= Lan Fu (engineer) =

Chinese-Australian electronics engineer

Lan Fu is a Chinese and Australian electronics engineer whose research involves the design and fabrication of optoelectronics and quantum mechanical electronic devices, including light-emitting diodes, photodetectors, solar cells, quantum dots, nanowires, and metamaterials, especially based on III-V semiconductors. She is a professor at the Australian National University, where she heads the Department of Electronic Materials Engineering.

==Education and career==
Fu earned a bachelor's degree from the Hefei University of Technology in 1993, and received a master's degree from the University of Science and Technology of China in Heifei in 1996. She moved to Australia for doctoral studies at the Australian National University, where she completed her Ph.D. in 2001 as a student of Chennupati Jagadish.

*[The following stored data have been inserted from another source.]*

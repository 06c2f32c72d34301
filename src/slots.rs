use chrono::{Duration, NaiveTime};

use crate::error::ValidationError;
use crate::interval::{Interval, TimeRange};

/// A bookable block of exactly one granularity step.
pub type Slot = TimeRange;

/// Step between selectable times.
#[derive(Debug, Clone, Copy, PartialEq, Eq)]
pub struct Granularity(Duration);

impl Granularity {
    pub fn minutes(minutes: i64) -> Result<Self, ValidationError> {
        if minutes <= 0 {
            return Err(ValidationError::InvalidGranularity(minutes));
        }
        Ok(Self(Duration::minutes(minutes)))
    }

    pub fn as_minutes(&self) -> i64 {
        self.0.num_minutes()
    }
}

impl Default for Granularity {
    fn default() -> Self {
        Self(Duration::minutes(30))
    }
}

// None when the step would wrap past midnight.
fn step(t: NaiveTime, by: Duration) -> Option<NaiveTime> {
    let (next, wrapped) = t.overflowing_add_signed(by);
    (wrapped == 0).then_some(next)
}

/// Cut every free interval into consecutive slots starting at its start.
/// A trailing remainder shorter than one step is dropped.
pub fn quantize(free: &[TimeRange], granularity: Granularity) -> Vec<Slot> {
    let mut slots = Vec::new();
    for interval in free {
        let mut start = interval.start();
        while let Some(end) = step(start, granularity.0) {
            if end > interval.end() {
                break;
            }
            slots.extend(Interval::non_empty(start, end));
            start = end;
        }
    }
    slots
}

/// Every time a booking may start at.
pub fn start_times(free: &[TimeRange], granularity: Granularity) -> Vec<NaiveTime> {
    quantize(free, granularity)
        .iter()
        .map(|slot| slot.start())
        .collect()
}

/// Every valid end for a booking starting at `start`, bounded by the free
/// interval that contains `start`. Empty when `start` is not free.
pub fn end_times(
    free: &[TimeRange],
    start: NaiveTime,
    granularity: Granularity,
) -> Vec<NaiveTime> {
    let Some(enclosing) = free.iter().find(|f| f.contains_point(start)) else {
        return Vec::new();
    };

    let mut ends = Vec::new();
    let mut cursor = start;
    while let Some(next) = step(cursor, granularity.0) {
        if next > enclosing.end() {
            break;
        }
        ends.push(next);
        cursor = next;
    }
    ends
}
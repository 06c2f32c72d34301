use std::time::Duration;

use chrono::NaiveDate;
use tokio::sync::mpsc;
use tokio::time::MissedTickBehavior;
use tracing::{debug, info, warn};

use super::{AppState, BoxBoard};
use crate::availability::derive_free_intervals;
use crate::clock;
use crate::conflicts;
use crate::interval::TimeRange;
use crate::models::BookingRecord;
use crate::push::PushEvent;
use crate::stats::Occupancy;

/// Recompute a board from scratch out of the box's bookings.
pub(crate) fn build_board(
    window: TimeRange,
    bookings: &[BookingRecord],
    box_id: u32,
    date: NaiveDate,
) -> BoxBoard {
    let records: Vec<BookingRecord> = bookings
        .iter()
        .filter(|b| b.booking.resource_id == box_id && b.booking.date == date)
        .cloned()
        .collect();
    let busy: Vec<TimeRange> = records.iter().map(|b| b.booking.range).collect();
    let conflicting = conflicts::conflicting_ids(&conflicts::find_conflicts(&records)).len();

    BoxBoard {
        box_id,
        date,
        free: derive_free_intervals(window, &busy),
        occupancy: Occupancy::for_day(window, &busy),
        conflicting,
        records,
        error: None,
    }
}

pub(crate) async fn refresh_box(state: &AppState, box_id: u32) {
    let env = &state.env;
    let date = clock::today(env.tz);
    let board = match env.client.get_bookings(date, Some(box_id)).await {
        Ok(bookings) => build_board(env.window, &bookings, box_id, date),
        Err(e) => {
            warn!("Failed to refresh box {}: {}", box_id, e);
            BoxBoard {
                box_id,
                date,
                records: Vec::new(),
                free: Vec::new(),
                conflicting: 0,
                occupancy: Occupancy::default(),
                error: Some(e.to_string()),
            }
        }
    };
    state.boards.lock().await.insert(box_id, board);
}

pub(crate) async fn refresh_all(state: &AppState) {
    for entry in &state.env.config.boxes {
        refresh_box(state, entry.id).await;
    }
}

/// Applies push events one at a time, so a box never has two refreshes in
/// flight. Every (re)connect and every `resync` tick rebuilds all boards,
/// which covers notifications lost while the socket was down and the day
/// rolling over.
pub(crate) async fn board_watcher(
    state: AppState,
    mut events: mpsc::Receiver<PushEvent>,
    resync: Duration,
) {
    info!("Board watcher started (full refresh every {}s)", resync.as_secs());
    let mut ticker = tokio::time::interval_at(tokio::time::Instant::now() + resync, resync);
    ticker.set_missed_tick_behavior(MissedTickBehavior::Delay);

    loop {
        tokio::select! {
            event = events.recv() => match event {
                Some(PushEvent::Connected) => {
                    info!("Push channel connected, recomputing all boards");
                    refresh_all(&state).await;
                }
                Some(PushEvent::Changed(change)) => {
                    *state.last_push.lock().await = Some(clock::now(state.env.tz));
                    let known = state
                        .env
                        .config
                        .boxes
                        .iter()
                        .any(|b| b.id == change.resource_id);
                    if !known {
                        debug!("Ignoring change for unlisted box {}", change.resource_id);
                        continue;
                    }
                    info!("Box {} changed, recomputing", change.resource_id);
                    refresh_box(&state, change.resource_id).await;
                }
                None => break,
            },
            _ = ticker.tick() => {
                debug!("Periodic board refresh");
                refresh_all(&state).await;
            }
        }
    }
    warn!("Board watcher stopped");
}

#[cfg(test)]
mod tests {
    use super::*;
    use crate::commands::Env;
    use crate::conflicts::BoxStatus;
    use crate::interval::{r, t};
    use crate::models::{Booking, Config};
    use crate::push::ScheduleChanged;
    use crate::settings::Settings;
    use serde_json::json;
    use std::collections::HashMap;
    use wiremock::matchers::{method, path, query_param};
    use wiremock::{Mock, MockServer, ResponseTemplate};

    fn record(id: u64, box_id: u32, start: &str, end: &str) -> BookingRecord {
        BookingRecord {
            id,
            booking: Booking {
                resource_id: box_id,
                date: NaiveDate::from_ymd_opt(2026, 10, 20).unwrap(),
                range: r(start, end),
                responsible: "x".into(),
                notes: String::new(),
            },
        }
    }

    fn state_for(server: &MockServer) -> AppState {
        let config: Config = toml::from_str(&format!(
            r#"
            [api]
            base_url = "{}"

            [workday]
            start = "00:00"
            end = "23:59"
            granularity_minutes = 30

            [[boxes]]
            id = 3

            [[boxes]]
            id = 4
            "#,
            server.uri()
        ))
        .unwrap();
        AppState::new(Env::from_config(config).unwrap(), Settings::default())
    }

    fn day_long_booking(state: &AppState, box_id: u32) -> serde_json::Value {
        let today = clock::today(state.env.tz).format("%Y-%m-%d").to_string();
        json!([{
            "id": 1, "resourceId": box_id, "date": today, "start": "00:00",
            "end": "23:59", "responsible": "a", "notes": ""
        }])
    }

    async fn mount_bookings(server: &MockServer, box_id: u32, body: serde_json::Value) {
        Mock::given(method("GET"))
            .and(path("/bookings"))
            .and(query_param("resourceId", box_id.to_string()))
            .respond_with(ResponseTemplate::new(200).set_body_json(body))
            .mount(server)
            .await;
    }

    async fn wait_for<F>(state: &AppState, done: F) -> bool
    where
        F: Fn(&HashMap<u32, BoxBoard>) -> bool,
    {
        for _ in 0..100 {
            if done(&*state.boards.lock().await) {
                return true;
            }
            tokio::time::sleep(Duration::from_millis(20)).await;
        }
        false
    }

    fn occupied(boards: &HashMap<u32, BoxBoard>, box_id: u32) -> bool {
        boards.get(&box_id).is_some_and(|b| b.free.is_empty())
    }

    #[test]
    fn test_build_board_counts_and_free_intervals() {
        let date = NaiveDate::from_ymd_opt(2026, 10, 20).unwrap();
        let bookings = vec![
            record(1, 5, "09:00", "10:00"),
            record(2, 5, "09:30", "11:00"),
            record(3, 5, "14:00", "15:00"),
            record(4, 6, "08:00", "18:00"),
        ];

        let board = build_board(r("08:00", "18:00"), &bookings, 5, date);
        assert_eq!(board.status_at(t("09:45")), BoxStatus::Conflict);
        assert_eq!(board.status_at(t("14:30")), BoxStatus::Occupied);
        assert_eq!(board.status_at(t("11:00")), BoxStatus::Available);
        assert_eq!(board.records.len(), 3);
        assert_eq!(board.conflicting, 2);
        assert_eq!(
            board.free,
            vec![r("08:00", "09:00"), r("11:00", "14:00"), r("15:00", "18:00")]
        );
        assert_eq!(board.occupancy.occupied_minutes, 180);
        assert_eq!(board.occupancy.occupancy_percent(), 30.0);
    }

    #[tokio::test]
    async fn test_change_rebuilds_only_that_box() {
        let server = MockServer::start().await;
        let state = state_for(&server);
        mount_bookings(&server, 3, day_long_booking(&state, 3)).await;
        mount_bookings(&server, 4, json!([])).await;

        let (tx, rx) = mpsc::channel(8);
        tokio::spawn(board_watcher(state.clone(), rx, Duration::from_secs(3600)));
        tx.send(PushEvent::Changed(ScheduleChanged { resource_id: 99 }))
            .await
            .unwrap();
        tx.send(PushEvent::Changed(ScheduleChanged { resource_id: 3 }))
            .await
            .unwrap();

        assert!(wait_for(&state, |boards| occupied(boards, 3)).await);
        assert!(!state.boards.lock().await.contains_key(&4));
        assert!(state.last_push.lock().await.is_some());
    }

    #[tokio::test]
    async fn test_reconnect_rebuilds_every_box() {
        let server = MockServer::start().await;
        let state = state_for(&server);
        mount_bookings(&server, 3, json!([])).await;
        mount_bookings(&server, 4, day_long_booking(&state, 4)).await;

        let (tx, rx) = mpsc::channel(8);
        tokio::spawn(board_watcher(state.clone(), rx, Duration::from_secs(3600)));
        tx.send(PushEvent::Connected).await.unwrap();

        assert!(wait_for(&state, |boards| boards.len() == 2 && occupied(boards, 4)).await);
    }

    #[tokio::test]
    async fn test_periodic_refresh_without_push_events() {
        let server = MockServer::start().await;
        let state = state_for(&server);
        Mock::given(method("GET"))
            .and(path("/bookings"))
            .and(query_param("resourceId", "3"))
            .respond_with(ResponseTemplate::new(200).set_body_json(json!([])))
            .up_to_n_times(1)
            .mount(&server)
            .await;
        mount_bookings(&server, 3, day_long_booking(&state, 3)).await;
        mount_bookings(&server, 4, json!([])).await;

        refresh_all(&state).await;
        assert!(!occupied(&*state.boards.lock().await, 3));

        // the push channel never delivers anything
        let (_tx, rx) = mpsc::channel(8);
        tokio::spawn(board_watcher(state.clone(), rx, Duration::from_millis(50)));

        assert!(wait_for(&state, |boards| occupied(boards, 3)).await);
    }
}
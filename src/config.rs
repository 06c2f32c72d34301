use std::collections::HashSet;
use std::path::Path;

use anyhow::{bail, Context, Result};
use chrono_tz::Tz;

use crate::clock;
use crate::models::Config;

pub fn load_config(path: &Path) -> Result<Config> {
    let content = std::fs::read_to_string(path)
        .with_context(|| format!("Failed to read {}", path.display()))?;
    let config: Config =
        toml::from_str(&content).with_context(|| format!("Failed to parse {}", path.display()))?;
    validate(&config).with_context(|| format!("Invalid configuration in {}", path.display()))?;
    Ok(config)
}

pub fn validate(config: &Config) -> Result<()> {
    timezone(config)?;
    config.workday.window()?;
    config.workday.granularity()?;
    if config.api.resync_secs == 0 {
        bail!("api.resync_secs must be at least 1");
    }

    let mut seen = HashSet::new();
    for b in &config.boxes {
        if !seen.insert(b.id) {
            bail!("Box {} is listed twice", b.id);
        }
    }
    Ok(())
}

pub fn timezone(config: &Config) -> Result<Tz> {
    clock::parse_timezone(&config.timezone)
        .with_context(|| format!("Unknown timezone '{}'", config.timezone))
}

#[cfg(test)]
mod tests {
    use super::*;

    const SAMPLE: &str = r#"
timezone = "America/Santiago"

[api]
base_url = "http://localhost:8000/api"
push_url = "ws://localhost:8000/ws/boxes/"

[workday]
start = "08:00"
end = "18:00"
granularity_minutes = 30

[[boxes]]
id = 1
corridor = "A"

[[boxes]]
id = 2
"#;

    #[test]
    fn test_parse_sample() {
        let cfg: Config = toml::from_str(SAMPLE).unwrap();
        validate(&cfg).unwrap();
        assert_eq!(cfg.api.timeout_secs, 10);
        assert_eq!(cfg.api.reconnect_secs, 5);
        assert_eq!(cfg.api.resync_secs, 60);
        assert_eq!(cfg.boxes.len(), 2);
        assert_eq!(cfg.boxes[0].corridor.as_deref(), Some("A"));
        assert_eq!(cfg.workday.window().unwrap().minutes(), 600);
    }

    #[test]
    fn test_workday_defaults() {
        let cfg: Config = toml::from_str("[api]\nbase_url = \"http://x\"\n").unwrap();
        validate(&cfg).unwrap();
        assert_eq!(cfg.workday.granularity_minutes, 30);
        assert!(cfg.boxes.is_empty());
    }

    #[test]
    fn test_rejects_bad_values() {
        let inverted = SAMPLE.replace("end = \"18:00\"", "end = \"07:00\"");
        let cfg: Config = toml::from_str(&inverted).unwrap();
        assert!(validate(&cfg).is_err());

        let duplicate = SAMPLE.replace("id = 2", "id = 1");
        let cfg: Config = toml::from_str(&duplicate).unwrap();
        assert!(validate(&cfg).is_err());

        let tz = SAMPLE.replace("America/Santiago", "Nowhere/City");
        let cfg: Config = toml::from_str(&tz).unwrap();
        assert!(validate(&cfg).is_err());

        let no_resync = SAMPLE.replace("[api]\n", "[api]\nresync_secs = 0\n");
        let cfg: Config = toml::from_str(&no_resync).unwrap();
        assert_eq!(cfg.api.resync_secs, 0);
        assert!(validate(&cfg).is_err());
    }

    #[test]
    fn test_load_from_file() {
        let dir = tempfile::tempdir().unwrap();
        let path = dir.path().join("config.toml");
        std::fs::write(&path, SAMPLE).unwrap();
        let cfg = load_config(&path).unwrap();
        assert_eq!(cfg.boxes[1].id, 2);
        assert!(load_config(&dir.path().join("missing.toml")).is_err());
    }
}
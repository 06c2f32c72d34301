pub mod dashboard;
pub mod views;
pub mod watcher;

use std::collections::HashMap;
use std::path::Path;
use std::sync::Arc;
use std::time::Duration;

use anyhow::Result;
use axum::routing::get;
use axum::Router;
use chrono::{DateTime, NaiveDate, NaiveTime};
use chrono_tz::Tz;
use tokio::net::TcpListener;
use tokio::sync::Mutex;
use tower_http::trace::TraceLayer;
use tracing::info;

use crate::commands::Env;
use crate::conflicts::{self, BoxStatus};
use crate::interval::TimeRange;
use crate::models::BookingRecord;
use crate::push;
use crate::settings::{self, Settings};
use crate::stats::Occupancy;

/// What the dashboard shows for one box on one day.
#[derive(Clone, Debug)]
pub(crate) struct BoxBoard {
    pub(crate) box_id: u32,
    pub(crate) date: NaiveDate,
    pub(crate) records: Vec<BookingRecord>,
    pub(crate) free: Vec<TimeRange>,
    pub(crate) conflicting: usize,
    pub(crate) occupancy: Occupancy,
    pub(crate) error: Option<String>,
}

impl BoxBoard {
    /// Status is evaluated when shown, so it follows the clock between refreshes.
    pub(crate) fn status_at(&self, at: NaiveTime) -> BoxStatus {
        conflicts::status_at(&self.records, self.box_id, self.date, at)
    }
}

pub(crate) type BoardState = Arc<Mutex<HashMap<u32, BoxBoard>>>;

#[derive(Clone)]
pub(crate) struct AppState {
    pub(crate) env: Arc<Env>,
    pub(crate) settings: Settings,
    pub(crate) boards: BoardState,
    pub(crate) last_push: Arc<Mutex<Option<DateTime<Tz>>>>,
}

impl AppState {
    pub(crate) fn new(env: Env, settings: Settings) -> Self {
        Self {
            env: Arc::new(env),
            settings,
            boards: Arc::new(Mutex::new(HashMap::new())),
            last_push: Arc::new(Mutex::new(None)),
        }
    }

    /// Boards are kept current in the background only when a push URL is set.
    pub(crate) fn is_live(&self) -> bool {
        self.env.config.api.push_url.is_some()
    }

    /// True when a configured box has no board or its board is for another day.
    pub(crate) async fn needs_refresh(&self, today: NaiveDate) -> bool {
        let boards = self.boards.lock().await;
        self.env
            .config
            .boxes
            .iter()
            .any(|b| !matches!(boards.get(&b.id), Some(board) if board.date == today))
    }
}

pub(crate) fn router(state: AppState) -> Router {
    Router::new()
        .route("/", get(dashboard::dashboard_handler))
        .route("/api/boxes/{id}/free", get(dashboard::free_handler))
        .layer(TraceLayer::new_for_http())
        .with_state(state)
}

pub async fn serve(env: Env, config_path: &Path, addr: &str) -> Result<()> {
    let settings_path = config_path
        .parent()
        .unwrap_or(Path::new("."))
        .join("settings.json");
    let state = AppState::new(env, settings::load(&settings_path));

    watcher::refresh_all(&state).await;
    if let Some(push_url) = state.env.config.api.push_url.clone() {
        let events = push::subscribe(
            push_url,
            Duration::from_secs(state.env.config.api.reconnect_secs),
        );
        let resync = Duration::from_secs(state.env.config.api.resync_secs);
        tokio::spawn(watcher::board_watcher(state.clone(), events, resync));
    } else {
        info!("No push_url configured; boards refresh on every page load");
    }

    let app = router(state);
    let listener = TcpListener::bind(addr).await?;
    info!("Dashboard listening on http://{}", addr);
    axum::serve(listener, app).await?;
    Ok(())
}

She continued her work at the Australian National University (ANU), supported by the Australian Research Council under an ARC postdoctoral fellowship in 2002, an ARF/QEII Fellowship in 2005, and an ARC Future Fellowship in 2012. She is a full professor at ANU, and head of the Department of Electronic Materials Engineering.

==Recognition==
Fu was named as a 2025 Fellow of Optica, "for outstanding contributions to semiconductor materials, optoelectronic devices, and nanotechnology, and for broad leadership of the profession".